Data to examine below:
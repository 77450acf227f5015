//! DAG run commands.

use anyhow::{Context, Result};
use clap::Subcommand;
use serde_json::Value;

use crate::client::ApiClient;
use crate::output::{print_json, print_ok, print_table, OutputFormat};

#[derive(Subcommand)]
pub enum DagCommands {
    /// Run a DAG described by a JSON file
    Run {
        /// Path to the DAG body (`{name?, config?, tasks: [...]}`)
        file: String,
        /// Submit asynchronously and return the run id immediately
        #[arg(long)]
        detach: bool,
    },
    /// List recent DAG runs
    Runs {
        #[arg(long)]
        run_id: Option<String>,
        #[arg(long)]
        name: Option<String>,
        #[arg(long, default_value_t = 50)]
        limit: usize,
    },
    /// List task runs of a DAG run
    Tasks {
        run_id: String,
        #[arg(long, default_value_t = 200)]
        limit: usize,
    },
    /// List events of a DAG run
    Events {
        run_id: String,
        #[arg(long, default_value_t = 200)]
        limit: usize,
    },
}

pub async fn run(client: &ApiClient, format: OutputFormat, cmd: DagCommands) -> Result<()> {
    match cmd {
        DagCommands::Run { file, detach } => {
            let raw = std::fs::read_to_string(&file).with_context(|| format!("reading {file}"))?;
            let body: Value = serde_json::from_str(&raw).with_context(|| format!("parsing {file}"))?;

            if detach {
                let data = client.post("/api/dag/run_async", &body).await?;
                print_ok(&format!("run_id={}", data["run_id"].as_str().unwrap_or("?")));
            } else {
                let data = client.post("/api/dag/run", &body).await?;
                match format {
                    OutputFormat::Json => print_json(&data),
                    OutputFormat::Table => {
                        println!("run_id: {}", data["run_id"].as_str().unwrap_or("?"));
                        println!("summary: {}", data["summary"]);
                        print_table(&data["nodes"], &["id", "run_id", "result"]);
                    }
                }
            }
        }
        DagCommands::Runs { run_id, name, limit } => {
            let mut path = format!("/api/dag/runs?limit={limit}");
            if let Some(run_id) = run_id {
                path.push_str(&format!("&run_id={run_id}"));
            }
            if let Some(name) = name {
                path.push_str(&format!("&name={name}"));
            }
            let data = client.get(&path).await?;
            match format {
                OutputFormat::Json => print_json(&data),
                OutputFormat::Table => print_table(
                    &data,
                    &["run_id", "name", "source", "status", "total", "success_count", "failed_count", "skipped_count"],
                ),
            }
        }
        DagCommands::Tasks { run_id, limit } => {
            let data = client.get(&format!("/api/dag/task_runs?run_id={run_id}&limit={limit}")).await?;
            match format {
                OutputFormat::Json => print_json(&data),
                OutputFormat::Table => {
                    print_table(&data, &["task_id", "exec_type", "status", "duration_ms", "attempt", "message"])
                }
            }
        }
        DagCommands::Events { run_id, limit } => {
            let data = client.get(&format!("/api/dag/events?run_id={run_id}&limit={limit}")).await?;
            match format {
                OutputFormat::Json => print_json(&data),
                OutputFormat::Table => print_table(&data, &["ts_ms", "task_id", "kind", "event"]),
            }
        }
    }
    Ok(())
}
//! Template rendering: typed `$param` injection and `{{key}}` string
//! substitution over a JSON template.

use serde_json::{Map, Value};

use super::{validate_and_resolve, ParamMap, TaskTemplate};
use crate::error::{ErrorCode, Result, TaskHubError};
use crate::task::parse_task_config;

/// Render `template` with `input`, validating parameters first.
///
/// The result is either a single task envelope (`{task: {...}}` or a bare
/// task object) or a DAG envelope (`{config, tasks}`). Single-task output
/// is eagerly validated so a broken template fails at render time, not at
/// dispatch.
pub fn render(template: &TaskTemplate, input: &ParamMap) -> Result<Value> {
    let resolved = validate_and_resolve(&template.schema, input).map_err(|errors| {
        let msg = errors.iter().map(ToString::to_string).collect::<Vec<_>>().join("; ");
        TaskHubError::new(ErrorCode::TemplateInvalid, msg)
    })?;

    let rendered = render_node(&template.task_json_template, &resolved)?;

    // DAG envelope: structure is validated later by the DAG builder.
    if rendered.get("tasks").map(Value::is_array).unwrap_or(false) {
        return Ok(rendered);
    }

    let task = match rendered.get("task") {
        Some(t) if t.is_object() => t,
        _ => &rendered,
    };
    if let Some(exec_type) = task.get("exec_type") {
        let Some(s) = exec_type.as_str() else {
            return Err(TaskHubError::new(ErrorCode::TemplateInvalid, "exec_type must be string"));
        };
        let normalized = s.to_ascii_lowercase();
        if !matches!(normalized.as_str(), "local" | "remote" | "script" | "httpcall" | "http_call" | "http" | "shell")
        {
            return Err(TaskHubError::new(ErrorCode::TemplateInvalid, format!("invalid exec_type: {s}")));
        }
    }
    parse_task_config(&rendered)?;

    Ok(rendered)
}

/// `{"$param": "path"}` objects inject the raw parameter value, keeping
/// its JSON type.
fn param_inject_path(node: &Map<String, Value>) -> Option<&str> {
    if node.len() != 1 {
        return None;
    }
    node.get("$param").and_then(Value::as_str)
}

/// Dot-notation lookup into the resolved params (`retry.count` navigates
/// nested objects).
fn resolve_param_path(resolved: &ParamMap, path: &str) -> Result<Value> {
    let mut parts = path.split('.');
    let first = parts.next().filter(|p| !p.is_empty()).ok_or_else(|| {
        TaskHubError::new(ErrorCode::TemplateInvalid, "empty param path")
    })?;

    let mut current = resolved
        .get(first)
        .ok_or_else(|| TaskHubError::new(ErrorCode::TemplateInvalid, format!("missing param: {first}")))?
        .clone();

    for part in parts {
        let obj = current
            .as_object()
            .ok_or_else(|| TaskHubError::new(ErrorCode::TemplateInvalid, format!("param is not object: {part}")))?;
        current = obj
            .get(part)
            .ok_or_else(|| TaskHubError::new(ErrorCode::TemplateInvalid, format!("missing param field: {part}")))?
            .clone();
    }
    Ok(current)
}

fn render_node(node: &Value, resolved: &ParamMap) -> Result<Value> {
    match node {
        Value::Object(map) => {
            if let Some(path) = param_inject_path(map) {
                return resolve_param_path(resolved, path);
            }
            let mut out = Map::with_capacity(map.len());
            for (k, v) in map {
                out.insert(k.clone(), render_node(v, resolved)?);
            }
            Ok(Value::Object(out))
        }
        Value::Array(items) => {
            let mut out = Vec::with_capacity(items.len());
            for item in items {
                out.push(render_node(item, resolved)?);
            }
            Ok(Value::Array(out))
        }
        Value::String(s) => Ok(Value::String(render_string(s, resolved)?)),
        scalar => Ok(scalar.clone()),
    }
}

fn param_to_string(v: &Value) -> String {
    match v {
        Value::String(s) => s.clone(),
        Value::Bool(b) => b.to_string(),
        Value::Number(n) => n.to_string(),
        other => other.to_string(),
    }
}

/// Substitute every `{{key}}` / `{{param.path}}` placeholder with the
/// stringified parameter value. Unterminated placeholders pass through
/// verbatim.
fn render_string(s: &str, resolved: &ParamMap) -> Result<String> {
    let mut out = String::with_capacity(s.len());
    let mut rest = s;

    while let Some(start) = rest.find("{{") {
        out.push_str(&rest[..start]);
        let after = &rest[start + 2..];
        let Some(end) = after.find("}}") else {
            out.push_str(&rest[start..]);
            return Ok(out);
        };

        let key = after[..end].trim();
        let value = if key.contains('.') {
            resolve_param_path(resolved, key)?
        } else {
            resolved
                .get(key)
                .ok_or_else(|| TaskHubError::new(ErrorCode::TemplateInvalid, format!("missing param: {key}")))?
                .clone()
        };
        out.push_str(&param_to_string(&value));
        rest = &after[end + 2..];
    }
    out.push_str(rest);
    Ok(out)
}

#[cfg(test)]
mod tests {
    use super::*;
    use crate::template::{ParamDef, ParamType};
    use serde_json::json;

    fn template(body: Value, schema: Vec<ParamDef>) -> TaskTemplate {
        TaskTemplate {
            template_id: "tpl".into(),
            name: "tpl".into(),
            description: String::new(),
            task_json_template: body,
            schema,
        }
    }

    fn params(pairs: &[(&str, Value)]) -> ParamMap {
        pairs.iter().map(|(k, v)| (k.to_string(), v.clone())).collect()
    }

    #[test]
    fn typed_injection_preserves_json_types() {
        let tpl = template(
            json!({"task": {
                "id": "t",
                "exec_type": "Shell",
                "exec_command": "echo {{msg}}",
                "timeout_ms": {"$param": "timeout_ms"},
            }}),
            vec![
                ParamDef { name: "msg".into(), param_type: ParamType::String, required: true, default_value: json!(null) },
                ParamDef {
                    name: "timeout_ms".into(),
                    param_type: ParamType::Int,
                    required: false,
                    default_value: json!(5000),
                },
            ],
        );

        let rendered = render(&tpl, &params(&[("msg", json!("hi"))])).unwrap();
        assert_eq!(rendered["task"]["timeout_ms"], json!(5000));
        assert!(rendered["task"]["timeout_ms"].is_i64() || rendered["task"]["timeout_ms"].is_u64());
        assert_eq!(rendered["task"]["exec_command"], "echo hi");
    }

    #[test]
    fn missing_required_param_is_reported_by_name() {
        let tpl = template(
            json!({"task": {"id": "t", "exec_command": "echo {{msg}}"}}),
            vec![ParamDef { name: "msg".into(), param_type: ParamType::String, required: true, default_value: json!(null) }],
        );
        let err = render(&tpl, &ParamMap::new()).unwrap_err();
        assert!(err.message().contains("msg: required"));
    }

    #[test]
    fn dot_path_navigates_nested_params() {
        let tpl = template(
            json!({"task": {"id": "t", "exec_command": "run --count {{opts.count}}", "flags": {"$param": "opts.flags"}}}),
            vec![ParamDef { name: "opts".into(), param_type: ParamType::Json, required: true, default_value: json!(null) }],
        );
        let rendered =
            render(&tpl, &params(&[("opts", json!({"count": 3, "flags": {"fast": true}}))])).unwrap();
        assert_eq!(rendered["task"]["exec_command"], "run --count 3");
        assert_eq!(rendered["task"]["flags"], json!({"fast": true}));
    }

    #[test]
    fn dag_envelope_skips_task_validation() {
        let tpl = template(
            json!({"config": {"max_parallel": 2}, "tasks": [{"id": "a"}, {"id": "b", "deps": ["a"]}]}),
            vec![],
        );
        let rendered = render(&tpl, &ParamMap::new()).unwrap();
        assert_eq!(rendered["tasks"].as_array().unwrap().len(), 2);
    }

    #[test]
    fn invalid_exec_type_rejected_for_single_task() {
        let tpl = template(json!({"task": {"id": "t", "exec_type": "Dag"}}), vec![]);
        let err = render(&tpl, &ParamMap::new()).unwrap_err();
        assert!(err.message().contains("invalid exec_type"));
    }

    #[test]
    fn non_scalar_placeholder_renders_as_json_dump() {
        let tpl = template(
            json!({"task": {"id": "t", "exec_command": "use {{cfg}}"}}),
            vec![ParamDef { name: "cfg".into(), param_type: ParamType::Json, required: true, default_value: json!(null) }],
        );
        let rendered = render(&tpl, &params(&[("cfg", json!({"a": 1}))])).unwrap();
        assert_eq!(rendered["task"]["exec_command"], r#"use {"a":1}"#);
    }
}
//! Nested DAG execution: a task whose payload is itself a DAG body.

use std::sync::Arc;
use std::time::Instant;

use async_trait::async_trait;
use tracing::{error, info};

use super::ExecutionStrategy;
use crate::dag::DagService;
use crate::runner::{ExecutionContext, MAX_NESTING_DEPTH};
use crate::task::{TaskResult, TaskStatus};

pub struct DagStrategy {
    service: Arc<DagService>,
}

impl DagStrategy {
    pub fn new(service: Arc<DagService>) -> Self {
        Self { service }
    }
}

#[async_trait]
impl ExecutionStrategy for DagStrategy {
    async fn execute(&self, ctx: &ExecutionContext<'_>) -> TaskResult {
        let cfg = ctx.cfg;

        if ctx.is_canceled() {
            return ctx.canceled("canceled before dag execution");
        }
        if ctx.is_timeout() {
            return ctx.timeout("timeout before dag execution");
        }
        if ctx.nesting_depth() >= MAX_NESTING_DEPTH {
            let msg = format!("nesting depth exceeded (max {MAX_NESTING_DEPTH})");
            error!(task = %cfg.id, depth = ctx.nesting_depth(), "{msg}");
            let mut r = ctx.fail(msg);
            r.metadata.insert("retryable".into(), "false".into());
            return r;
        }

        let run_id = {
            let manual = ctx.get("manual_run_id", "");
            if manual.is_empty() { DagService::new_run_id() } else { manual }
        };

        info!(task = %cfg.id, run_id = %run_id, depth = ctx.nesting_depth(), "nested dag start");
        let start = Instant::now();
        let dag_result = self.service.run_from_task_config(cfg, Some(&run_id)).await;

        let mut result = TaskResult {
            status: if dag_result.success { TaskStatus::Success } else { TaskStatus::Failed },
            message: dag_result.message,
            exit_code: if dag_result.success { 0 } else { 1 },
            duration_ms: start.elapsed().as_millis() as i64,
            ..Default::default()
        };
        result.metadata.insert("run_id".into(), run_id);
        result
    }
}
End of Data to examine.
What to do.
The answer should be a bare number: how many lines of the material above include "TemplateInvalid".

Output below.
8